JoséM.BERTOLOTE
非自愿住院還是非自愿治療?
JoséM.BERTOLOTE
刊登于《上海精神醫學》上一期中的關于非自愿治療的論壇很有意思,討論了在司法精神病學和臨床精神病學領域均具有重要和顯著意義的兩個密切相關的問題:非自愿(強制?)住院和非自愿(強制?)治療。
非自愿精神科治療是社會用來剝奪人們自由的措施之一,剝奪自由最為普遍的方法是在看守所、監獄和勞教所中的監禁。在羅馬天主教的支持下,第一所“精神病醫院”創建于15世紀的歐洲(西班牙、意大利和英格蘭),專門為那些不能自我照料的行為異常的人提供住所。但是,這些精神病院后來變成了另一種類型的政府管理的機構,成了關押那些行為異常或行為不受歡迎的人們的場所。自從1803年拿破侖法案將非自愿治療列為合法的醫療實踐,在法律框架下的非自愿治療已經存在了兩個多世紀[3]。長期以來,非自愿治療已成為臨床精神病學不可或缺的部分,雖然也不乏批評之聲。用來隔離精神病患者以及剝奪他們自由的理由包括:所謂的良好意愿,虛無的“保護自己”、“保護他人”和“保護社會”的需要,以及并未得到證實的“治療”效果等。
最近,有些地方通過立法來區分非自愿住院和非自愿治療,改變原有的這種強制性方式。Poitras和Bertolote[4]對1992年至1995年間實施的精神衛生法進行了系統綜述,發現約有30%的精神衛生法包含了這一重要的區分。澳洲的維多利亞州、加拿大的魁北克省和安大略省、德國的巴伐利亞州、中國、意大利、日本、新西蘭、挪威、羅馬尼亞、英格蘭、威爾士、美國的馬薩諸塞州和印第安納州的精神衛生法中均包含明確區分非自愿住院和非自愿治療的內容。在多數這些地方,法律明確區分哪些人有權利強制性地將患者收入精神衛生機構(醫院、診所或病房),哪些人有權利治療精神病患者,甚至可以是違背患者本人的意愿。有些法律對非自愿住院的法律條件是相同的,但進一步的具體要求是,如果患者不愿意的話,是不可以給予治療的(通常是指藥物治療)。

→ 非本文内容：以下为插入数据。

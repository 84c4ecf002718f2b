//! Lexer/parser for the annotation DSL.

use super::{Annotation, AnnotationError, Attributes, POSITIONAL};

/// Scans documentation text line by line and parses every line whose
/// trimmed form starts with `@`.
///
/// Returns [`AnnotationError::NoComments`] when nothing parses, which the
/// route builder treats as "use the convention path".
pub fn parse_doc(doc: &str) -> Result<Vec<Annotation>, AnnotationError> {
    let annotations: Vec<Annotation> = doc
        .lines()
        .map(str::trim)
        .filter_map(|line| line.strip_prefix('@'))
        .filter_map(parse_line)
        .collect();

    if annotations.is_empty() {
        Err(AnnotationError::NoComments)
    } else {
        Ok(annotations)
    }
}

/// Parses one directive with the leading `@` already removed.
///
/// Returns `None` when the line does not start with a directive name.
pub fn parse_line(text: &str) -> Option<Annotation> {
    let name_len = directive_name_len(text)?;
    let (name, rest) = text.split_at(name_len);

    let mut annotation = Annotation::new(name);

    let remainder = if let Some(group) = rest.strip_prefix('(') {
        match closing_paren(group) {
            Some(end) => {
                annotation.attributes = parse_arguments(&group[..end]);
                &group[end + 1..]
            }
            // Unterminated group: everything after `(` is arguments.
            None => {
                annotation.attributes = parse_arguments(group);
                ""
            }
        }
    } else {
        rest
    };

    annotation.description = remainder.split_whitespace().map(str::to_string).collect();
    Some(annotation)
}

/// Length of a leading `[A-Za-z_][A-Za-z0-9_]+` match.
fn directive_name_len(text: &str) -> Option<usize> {
    let mut chars = text.char_indices();
    match chars.next() {
        Some((_, c)) if c.is_ascii_alphabetic() || c == '_' => {}
        _ => return None,
    }
    let end = chars
        .find(|(_, c)| !(c.is_ascii_alphanumeric() || *c == '_'))
        .map(|(i, _)| i)
        .unwrap_or(text.len());
    // The name needs at least two characters.
    if end < 2 {
        None
    } else {
        Some(end)
    }
}

/// Byte index of the first `)` outside double quotes.
fn closing_paren(text: &str) -> Option<usize> {
    let mut quoted = false;
    for (i, c) in text.char_indices() {
        match c {
            '"' => quoted = !quoted,
            ')' if !quoted => return Some(i),
            _ => {}
        }
    }
    None
}

fn parse_arguments(arguments: &str) -> Attributes {
    let mut attributes = Attributes::new();
    for argument in split_outside_quotes(arguments, ',') {
        let argument = argument.trim();
        if argument.is_empty() {
            continue;
        }
        match find_outside_quotes(argument, '=') {
            Some(eq) => {
                let key = argument[..eq].trim();
                let value = argument[eq + 1..].trim();
                attributes.insert(key.to_string(), value.to_string());
            }
            None => {
                attributes.insert(POSITIONAL.to_string(), argument.to_string());
            }
        }
    }
    attributes
}

fn split_outside_quotes(text: &str, separator: char) -> Vec<&str> {
    let mut pieces = Vec::new();
    let mut quoted = false;
    let mut start = 0;
    for (i, c) in text.char_indices() {
        if c == '"' {
            quoted = !quoted;
        } else if c == separator && !quoted {
            pieces.push(&text[start..i]);
            start = i + c.len_utf8();
        }
    }
    pieces.push(&text[start..]);
    pieces
}

fn find_outside_quotes(text: &str, needle: char) -> Option<usize> {
    let mut quoted = false;
    for (i, c) in text.char_indices() {
        if c == '"' {
            quoted = !quoted;
        } else if c == needle && !quoted {
            return Some(i);
        }
    }
    None
}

意大利的精神衛生法被認為是最先進和“自由的”的法律之一。在意大利,非自愿住院僅限于下述病例:①需要緊急干預;②患者拒絕門診的必要治療;③缺乏社區治療或社區治療不可行[5]。換句話說,只有在精神科醫師(不是法官或警察)確認患者需要緊急治療,而且在醫院之外是無法提供治療的之后才可以采取非意愿住院措施。這與多數其他法律使用的標準截然不同,即通常由法官,而不是精神科醫師,根據“對患者或他人的危險性”來決定是否采取非自愿住院措施。
精神科醫師在治療中通常需要與患者建立合作關系,所以非自愿(或強制)治療的觀點是很難被接受的。但是精神科醫師必須遵循的精神衛生法律是由政府機構,而不是精神科醫師所制定和頒布的(雖然在法律的起草過程中會咨詢精神科醫師)。臨床醫生在日常工作中不應不加思索地接受社會監護人的角色,他們在應用法律時要考慮接受治療患者的最大利益。精神科治療本身就已經是一項復雜,有時還是繁重的工作,不應再受到與其核心使命無關的因素的干擾。